People experiencing poor mental health (including people with dementia)

Good

Updated 13 March 2017

The practice is rated as good for the care of people experiencing poor mental health (including people with dementia).

  • Data for 2015/16 showed 78.3% of patients diagnosed with dementia had their care reviewed in a face to face meeting in the last 12 months, which was comparable to the national average of 84%.

  • Performance for mental health related indicators was above the national average. For example, in 2015/16, 97.9% of patients with schizophrenia, bipolar affective disorder and other psychoses had a comprehensive, agreed care plan documented in the record, in the preceding 12 months (national average 88.8%)

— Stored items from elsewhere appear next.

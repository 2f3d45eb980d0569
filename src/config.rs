//! Client and worker configuration.
//!
//! Servers and worker limits can come from a JSON document (inline or on
//! disk) or from `GEARMAN_*` environment variables.

use std::fmt;
use std::path::Path;
use std::str::FromStr;

use anyhow::{Context, Result};
use serde::Deserialize;
use tracing::debug;

use crate::error::GearmanError;

/// IANA-assigned Gearman port.
pub const DEFAULT_PORT: u16 = 4730;

const TLS_PREFIX: &str = "tls://";

/// Address of one job server.
#[derive(Debug, Clone, PartialEq, Eq, Hash, Deserialize)]
pub struct ServerAddr {
    pub host: String,

    #[serde(default = "default_port")]
    pub port: u16,

    /// Ask the connector for a secured transport.
    #[serde(default)]
    pub secure: bool,
}

impl ServerAddr {
    pub fn new(host: impl Into<String>, port: u16, secure: bool) -> Self {
        Self {
            host: host.into(),
            port,
            secure,
        }
    }
}

impl fmt::Display for ServerAddr {
    fn fmt(&self, f: &mut fmt::Formatter<'_>) -> fmt::Result {
        if self.secure {
            f.write_str(TLS_PREFIX)?;
        }
        write!(f, "{}:{}", self.host, self.port)
    }
}

/// Parses `host`, `host:port` or `tls://host:port`.
impl FromStr for ServerAddr {
    type Err = GearmanError;

    fn from_str(s: &str) -> std::result::Result<Self, Self::Err> {
        let s = s.trim();
        let (secure, rest) = s
            .strip_prefix(TLS_PREFIX)
            .map_or((false, s), |rest| (true, rest));

        let (host, port) = match rest.rsplit_once(':') {
            Some((host, port)) => {
                let port = port
                    .parse()
                    .map_err(|_| GearmanError::Config(format!("invalid port in '{s}'")))?;
                (host, port)
            }
            None => (rest, DEFAULT_PORT),
        };

        if host.is_empty() {
            return Err(GearmanError::Config(format!("missing host in '{s}'")));
        }

        Ok(Self::new(host, port, secure))
    }
}

/// Worker tuning.
#[derive(Debug, Clone, PartialEq, Eq, Deserialize)]
pub struct WorkerConfig {
    /// Handlers allowed to run at once, across all servers.
    #[serde(default = "default_max_concurrent_jobs")]
    pub max_concurrent_jobs: usize,

    /// Poll with `GRAB_JOB_UNIQ` so jobs carry the client's unique id.
    #[serde(default)]
    pub grab_unique: bool,

    /// Sent as `SET_CLIENT_ID` to every server.
    #[serde(default)]
    pub client_id: Option<String>,
}

impl Default for WorkerConfig {
    fn default() -> Self {
        Self {
            max_concurrent_jobs: default_max_concurrent_jobs(),
            grab_unique: false,
            client_id: None,
        }
    }
}

/// Top-level configuration shared by the CLI and embedders.
#[derive(Debug, Clone, Deserialize)]
pub struct GearmanConfig {
    #[serde(default = "default_servers")]
    pub servers: Vec<ServerAddr>,

    #[serde(default)]
    pub worker: WorkerConfig,
}

impl Default for GearmanConfig {
    fn default() -> Self {
        Self {
            servers: default_servers(),
            worker: WorkerConfig::default(),
        }
    }
}

impl GearmanConfig {
    pub fn from_json(json: &str) -> Result<Self> {
        let config: Self = serde_json::from_str(json).context("Failed to parse configuration")?;
        Ok(config)
    }

    pub fn from_file(path: &Path) -> Result<Self> {
        let json = std::fs::read_to_string(path)
            .with_context(|| format!("Failed to read {}", path.display()))?;
        Self::from_json(&json).with_context(|| format!("Invalid configuration in {}", path.display()))
    }

    /// Build from environment variables, falling back to defaults.
    ///
    /// Reads `GEARMAN_SERVERS` (comma-separated addresses), `GEARMAN_MAX_JOBS`
    /// and `GEARMAN_CLIENT_ID`.
    pub fn from_env() -> Result<Self> {
        let mut config = Self::default();

        if let Ok(servers) = std::env::var("GEARMAN_SERVERS") {
            config.servers = parse_server_list(&servers)?;
        }

        if let Ok(max) = std::env::var("GEARMAN_MAX_JOBS") {
            config.worker.max_concurrent_jobs = max
                .parse()
                .with_context(|| format!("GEARMAN_MAX_JOBS is not a number: '{max}'"))?;
        }

        if let Ok(id) = std::env::var("GEARMAN_CLIENT_ID") {
            config.worker.client_id = Some(id);
        }

        debug!(servers = config.servers.len(), "Loaded configuration from environment");
        Ok(config)
    }
}

/// Parse a comma-separated server list, skipping blank entries.
pub fn parse_server_list(list: &str) -> Result<Vec<ServerAddr>> {
    list.split(',')
        .filter(|s| !s.trim().is_empty())
        .map(|s| s.parse::<ServerAddr>().map_err(anyhow::Error::from))
        .collect()
}

const fn default_port() -> u16 {
    DEFAULT_PORT
}

const fn default_max_concurrent_jobs() -> usize {
    5
}

fn default_servers() -> Vec<ServerAddr> {
    vec![ServerAddr::new("localhost", DEFAULT_PORT, false)]
}

#[cfg(test)]
mod tests {
    use super::*;

    #[test]
    fn parse_addresses() {
        let addr: ServerAddr = "gearman.internal:4731".parse().unwrap();
        assert_eq!(addr, ServerAddr::new("gearman.internal", 4731, false));

        let addr: ServerAddr = "localhost".parse().unwrap();
        assert_eq!(addr.port, DEFAULT_PORT);

        let addr: ServerAddr = "tls://jobs:4443".parse().unwrap();
        assert!(addr.secure);
        assert_eq!(addr.to_string(), "tls://jobs:4443");
    }

    #[test]
    fn reject_bad_addresses() {
        assert!("host:notaport".parse::<ServerAddr>().is_err());
        assert!(":4730".parse::<ServerAddr>().is_err());
        assert!("host:70000".parse::<ServerAddr>().is_err());
    }

    #[test]
    fn server_list_skips_blanks() {
        let servers = parse_server_list("a:1, b ,,").unwrap();
        assert_eq!(
            servers,
            vec![ServerAddr::new("a", 1, false), ServerAddr::new("b", DEFAULT_PORT, false)]
        );
    }

    #[test]
    fn parse_json_with_defaults() {
        let json = r#"{
            "servers": [
                {"host": "10.0.0.1"},
                {"host": "10.0.0.2", "port": 4731, "secure": true}
            ]
        }"#;

        let config = GearmanConfig::from_json(json).unwrap();
        assert_eq!(config.servers.len(), 2);
        assert_eq!(config.servers[0].port, DEFAULT_PORT);
        assert!(!config.servers[0].secure);
        assert!(config.servers[1].secure);

        // Worker section absent: defaults apply
        assert_eq!(config.worker, WorkerConfig::default());
        assert_eq!(config.worker.max_concurrent_jobs, 5);
    }

    #[test]
    fn parse_json_worker_section() {
        let json = r#"{
            "worker": {"max_concurrent_jobs": 2, "grab_unique": true, "client_id": "w-1"}
        }"#;
        let config = GearmanConfig::from_json(json).unwrap();
        assert_eq!(config.servers, default_servers());
        assert_eq!(config.worker.max_concurrent_jobs, 2);
        assert!(config.worker.grab_unique);
        assert_eq!(config.worker.client_id.as_deref(), Some("w-1"));
    }

    #[test]
    fn load_from_file() {
        let dir = tempfile::tempdir().unwrap();
        let path = dir.path().join("gearman.json");
        std::fs::write(&path, r#"{"servers": [{"host": "jobs", "port": 9000}]}"#).unwrap();

        let config = GearmanConfig::from_file(&path).unwrap();
        assert_eq!(config.servers, vec![ServerAddr::new("jobs", 9000, false)]);
    }

    #[test]
    fn load_from_missing_file() {
        let dir = tempfile::tempdir().unwrap();
        let err = GearmanConfig::from_file(&dir.path().join("absent.json")).unwrap_err();
        assert!(err.to_string().contains("absent.json"));
    }
}
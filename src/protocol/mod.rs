//! Gearman wire protocol: the command registry and the frame codec.
//!
//! Both are pure; nothing in here touches a socket.

pub mod codec;
pub mod command;

pub use codec::{decode, encode, encode_command, Command, HEADER_LEN, MAGIC_REQ, MAGIC_RES};
pub use command::CommandType;
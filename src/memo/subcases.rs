// Copyright (C) 2025 Jeremy J. Carroll. See LICENSE for details.

//! Ambiguous configurations and their subcases.
//!
//! A configuration is ambiguous along an axis when the four cube edges
//! parallel to that axis each join two corners in the same state, and at
//! least one corner on the axis' low face is unrefined. Unrefined corners are
//! coarse-level samples. Along an ambiguous axis, two unrefined corners that
//! share an edge may sit in the same coarse cell, and only the stitching
//! runtime knows whether they do.
//!
//! Subcase `s` of a configuration selects, for the `i`-th ambiguous axis in
//! X, Y, Z order, whether bit `i` of `s` is set. A set bit merges every
//! unrefined edge pair along that axis into a single vertex at the edge
//! midpoint. A configuration with `k` ambiguous axes has `2^k` subcases,
//! except the all-unrefined configuration, which has none.

use log::info;
use strum_macros::{Display, EnumCount as EnumCountMacro, EnumIter};

use crate::error::{GeneratorError, GeneratorResult};
use crate::geometry::constants::{
    AXIS_LOW_CORNERS, AXIS_PAIRS, CORNER_POSITIONS, MAX_SUBCASES, NAXES, NCORNERS,
};
use crate::geometry::CaseConfig;
use crate::symmetry::Rotation;

/// A coordinate axis.
#[derive(Debug, Clone, Copy, PartialEq, Eq, EnumCountMacro, EnumIter, Display)]
#[repr(u8)]
pub enum Axis {
    X,
    Y,
    Z,
}

impl Axis {
    pub fn bit(self) -> u8 {
        1 << self as u8
    }
}

/// True when `config` is ambiguous along `axis`.
pub fn is_ambiguous(config: CaseConfig, axis: Axis) -> bool {
    let a = axis as usize;
    let paired = AXIS_PAIRS[a]
        .iter()
        .all(|&(low, high)| config.is_refined(low as usize) == config.is_refined(high as usize));
    let low_face_coarse = AXIS_LOW_CORNERS[a]
        .iter()
        .any(|&corner| !config.is_refined(corner as usize));
    paired && low_face_coarse
}

/// Bitmask of the ambiguous axes (bit 0 X, bit 1 Y, bit 2 Z).
pub fn ambiguous_axes(config: CaseConfig) -> u8 {
    use strum::IntoEnumIterator;
    Axis::iter()
        .filter(|&axis| is_ambiguous(config, axis))
        .fold(0, |mask, axis| mask | axis.bit())
}

/// Subcase count: 0 for the all-unrefined configuration, else 2^k.
pub fn num_sub_cases(config: CaseConfig) -> usize {
    if config.is_empty() {
        0
    } else {
        1 << ambiguous_axes(config).count_ones()
    }
}

/// The emitted direction bitmask: the ambiguous axes of a configuration
/// that has subcases, 0 otherwise.
pub fn subcase_direction(config: CaseConfig) -> u8 {
    if config.is_empty() {
        0
    } else {
        ambiguous_axes(config)
    }
}

/// Spread the bits of `subcase` over the ambiguous axes of `config`.
pub fn axis_mask_for_subcase(config: CaseConfig, subcase: usize) -> u8 {
    let ambiguous = ambiguous_axes(config);
    let mut mask = 0u8;
    let mut next_bit = 0;
    for axis in 0..NAXES {
        if ambiguous & (1 << axis) != 0 {
            if subcase & (1 << next_bit) != 0 {
                mask |= 1 << axis;
            }
            next_bit += 1;
        }
    }
    mask
}

/// Inverse of [`axis_mask_for_subcase`]; bits on non-ambiguous axes are
/// ignored.
pub fn subcase_for_axis_mask(config: CaseConfig, mask: u8) -> usize {
    let ambiguous = ambiguous_axes(config);
    let mut subcase = 0;
    let mut next_bit = 0;
    for axis in 0..NAXES {
        if ambiguous & (1 << axis) != 0 {
            if mask & (1 << axis) != 0 {
                subcase |= 1 << next_bit;
            }
            next_bit += 1;
        }
    }
    subcase
}

/// Which corners are identified in one subcase.
///
/// Each class is named by its smallest corner index.
#[derive(Debug, Clone, Copy, PartialEq, Eq)]
pub struct MergeClasses {
    representative: [u8; NCORNERS],
}

impl MergeClasses {
    pub fn identity() -> Self {
        let mut representative = [0u8; NCORNERS];
        for (i, r) in representative.iter_mut().enumerate() {
            *r = i as u8;
        }
        MergeClasses { representative }
    }

    /// Merge every unrefined edge pair along the axes in `axis_mask`.
    pub fn for_axes(config: CaseConfig, axis_mask: u8) -> Self {
        let mut classes = MergeClasses::identity();
        for axis in 0..NAXES {
            if axis_mask & (1 << axis) == 0 {
                continue;
            }
            for &(a, b) in &AXIS_PAIRS[axis] {
                if !config.is_refined(a as usize) && !config.is_refined(b as usize) {
                    classes.union(a, b);
                }
            }
        }
        classes
    }

    fn union(&mut self, a: u8, b: u8) {
        let ra = self.representative[a as usize];
        let rb = self.representative[b as usize];
        let merged = ra.min(rb);
        for r in self.representative.iter_mut() {
            if *r == ra || *r == rb {
                *r = merged;
            }
        }
    }

    pub fn representative(&self, corner: u8) -> u8 {
        self.representative[corner as usize]
    }

    pub fn is_identity(&self) -> bool {
        *self == MergeClasses::identity()
    }

    /// Number of distinct vertices left after merging.
    pub fn class_count(&self) -> usize {
        self.representative
            .iter()
            .enumerate()
            .filter(|&(i, &r)| i == r as usize)
            .count()
    }

    /// Doubled integer position of each corner's class.
    ///
    /// A class sits at the mean of its members, so doubled coordinates keep
    /// edge and face midpoints integral.
    pub fn positions(&self) -> [[i64; 3]; NCORNERS] {
        let mut positions = [[0i64; 3]; NCORNERS];
        for (corner, position) in positions.iter_mut().enumerate() {
            let class = self.representative[corner];
            let members: Vec<usize> = (0..NCORNERS)
                .filter(|&j| self.representative[j] == class)
                .collect();
            for k in 0..3 {
                let sum: i64 = members.iter().map(|&j| 2 * CORNER_POSITIONS[j][k]).sum();
                position[k] = sum / members.len() as i64;
            }
        }
        positions
    }
}

/// Subcase counts and directions for all configurations.
#[derive(Debug, Clone)]
pub struct SubcaseResolver {
    counts: Vec<usize>,
    directions: Vec<u8>,
}

impl SubcaseResolver {
    pub fn initialize() -> Self {
        let counts: Vec<usize> = CaseConfig::all().map(num_sub_cases).collect();
        let directions: Vec<u8> = CaseConfig::all().map(subcase_direction).collect();

        let mut histogram = [0usize; MAX_SUBCASES + 1];
        for &count in &counts {
            histogram[count] += 1;
        }
        info!(
            "[SubcaseResolver] subcase histogram: none {}, one {}, two {}, four {}",
            histogram[0], histogram[1], histogram[2], histogram[4]
        );

        SubcaseResolver { counts, directions }
    }

    pub fn num_sub_cases(&self, config: CaseConfig) -> usize {
        self.counts[config.case_number()]
    }

    pub fn direction(&self, config: CaseConfig) -> u8 {
        self.directions[config.case_number()]
    }

    pub fn directions(&self) -> &[u8] {
        &self.directions
    }

    /// Total number of (case, subcase) pairs.
    pub fn total_subcases(&self) -> usize {
        self.counts.iter().sum()
    }

    fn check_subcase(&self, config: CaseConfig, subcase: usize) -> GeneratorResult<()> {
        if subcase < self.num_sub_cases(config) {
            Ok(())
        } else {
            Err(GeneratorError::SubcaseOutOfRange {
                case: config.case_number(),
                subcase,
            })
        }
    }

    /// The base case subcase that, carried by `rotation`, becomes
    /// `subcase` of `config`.
    ///
    /// `config` must be the image of `base` under `rotation`. Bit `j` of the
    /// configuration's axis mask moves to axis `rotation.axes[j]`.
    pub fn sub_case_number_after_permutation(
        &self,
        config: CaseConfig,
        subcase: usize,
        rotation: &Rotation,
        base: CaseConfig,
    ) -> GeneratorResult<usize> {
        self.check_subcase(config, subcase)?;
        let config_mask = axis_mask_for_subcase(config, subcase);
        let mut base_mask = 0u8;
        for (j, &target) in rotation.axes.iter().enumerate() {
            if config_mask & (1 << j) != 0 {
                base_mask |= 1 << target;
            }
        }
        Ok(subcase_for_axis_mask(base, base_mask))
    }

    /// Corner identifications for one subcase.
    pub fn merge_classes(
        &self,
        config: CaseConfig,
        subcase: usize,
    ) -> GeneratorResult<MergeClasses> {
        self.check_subcase(config, subcase)?;
        Ok(MergeClasses::for_axes(
            config,
            axis_mask_for_subcase(config, subcase),
        ))
    }

    /// Doubled integer positions of the merged vertices for one subcase.
    pub fn merge_positions(
        &self,
        config: CaseConfig,
        subcase: usize,
    ) -> GeneratorResult<[[i64; 3]; NCORNERS]> {
        Ok(self.merge_classes(config, subcase)?.positions())
    }
}

impl Default for SubcaseResolver {
    fn default() -> Self {
        Self::initialize()
    }
}
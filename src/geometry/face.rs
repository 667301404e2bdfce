// Copyright (C) 2025 Jeremy J. Carroll. See LICENSE for details.

//! Oriented polygon faces.
//!
//! A [`Face`] is a cyclic list of 3 or 4 corner indices. The cyclic order
//! gives its orientation: counter-clockwise when seen from the side the face
//! points to. Faces are stored in canonical rotation (smallest index first),
//! so two faces are equal exactly when they have the same vertices in the same
//! cyclic order.
//!
//! Faces exist only to be compared. The validator counts them: an interior
//! face of a tessellation appears once in each orientation.

use std::fmt;

/// Marker for the unused fourth slot of a triangle.
const UNUSED: u8 = u8::MAX;

/// An oriented triangle or quadrilateral in canonical rotation.
#[derive(Debug, Clone, Copy, PartialEq, Eq, Hash, PartialOrd, Ord)]
pub struct Face {
    vertices: [u8; 4],
    len: u8,
}

impl Face {
    /// Build a face from a vertex cycle, rotating it to canonical form.
    ///
    /// # Panics
    ///
    /// Panics if the cycle does not have 3 or 4 vertices. Callers build faces
    /// from fixed shape tables, so a wrong length is a programming error.
    pub fn new(cycle: &[u8]) -> Self {
        assert!(
            cycle.len() == 3 || cycle.len() == 4,
            "a face has 3 or 4 vertices, got {cycle:?}"
        );
        let start = cycle
            .iter()
            .enumerate()
            .min_by_key(|&(_, &v)| v)
            .map(|(i, _)| i)
            .unwrap_or(0);
        let mut vertices = [UNUSED; 4];
        for (k, slot) in vertices.iter_mut().take(cycle.len()).enumerate() {
            *slot = cycle[(start + k) % cycle.len()];
        }
        Face {
            vertices,
            len: cycle.len() as u8,
        }
    }

    /// Reduce a cycle after some of its vertices have been identified.
    ///
    /// Consecutive repeats (including around the wrap) are removed. Returns
    /// `None` when fewer than three distinct vertices remain.
    pub fn collapsed(cycle: &[u8]) -> Option<Self> {
        let mut reduced: Vec<u8> = Vec::with_capacity(cycle.len());
        for &v in cycle {
            if reduced.last() != Some(&v) {
                reduced.push(v);
            }
        }
        while reduced.len() > 1 && reduced.first() == reduced.last() {
            reduced.pop();
        }
        let mut distinct = reduced.clone();
        distinct.sort_unstable();
        distinct.dedup();
        if distinct.len() < 3 || reduced.len() > 4 {
            return None;
        }
        Some(Face::new(&reduced))
    }

    /// The same face seen from the other side.
    pub fn reversed(&self) -> Face {
        let mut cycle: Vec<u8> = self.vertices().to_vec();
        cycle.reverse();
        Face::new(&cycle)
    }

    pub fn vertices(&self) -> &[u8] {
        &self.vertices[..self.len as usize]
    }

    pub fn len(&self) -> usize {
        self.len as usize
    }

    pub fn is_triangle(&self) -> bool {
        self.len == 3
    }

    /// Apply a vertex relabeling, keeping the cyclic order.
    pub fn mapped(&self, map: impl Fn(u8) -> u8) -> Face {
        let cycle: Vec<u8> = self.vertices().iter().map(|&v| map(v)).collect();
        Face::new(&cycle)
    }
}

impl fmt::Display for Face {
    fn fmt(&self, f: &mut fmt::Formatter<'_>) -> fmt::Result {
        write!(f, "(")?;
        for (i, v) in self.vertices().iter().enumerate() {
            if i > 0 {
                write!(f, " ")?;
            }
            write!(f, "{v}")?;
        }
        write!(f, ")")
    }
}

  • The practice regularly worked with multi-disciplinary teams in the case management of patients experiencing poor mental health, including those with dementia.

  • The practice carried out advance care planning for patients with dementia.

  • The practice had told patients experiencing poor mental health about how to access various support groups and voluntary organisations.

  • The practice had a system in place to follow up patients who had attended accident and emergency where they may have been experiencing poor mental health.

  • Staff had a good understanding of how to support patients with mental health needs and dementia. All staff and patient participation group members were trained in dementia care. Appropriate signage had been fitted throughout the building to enable patients to find their way around it easily. Events promoting dementia services involved patients, carers and community members to raise awareness of these.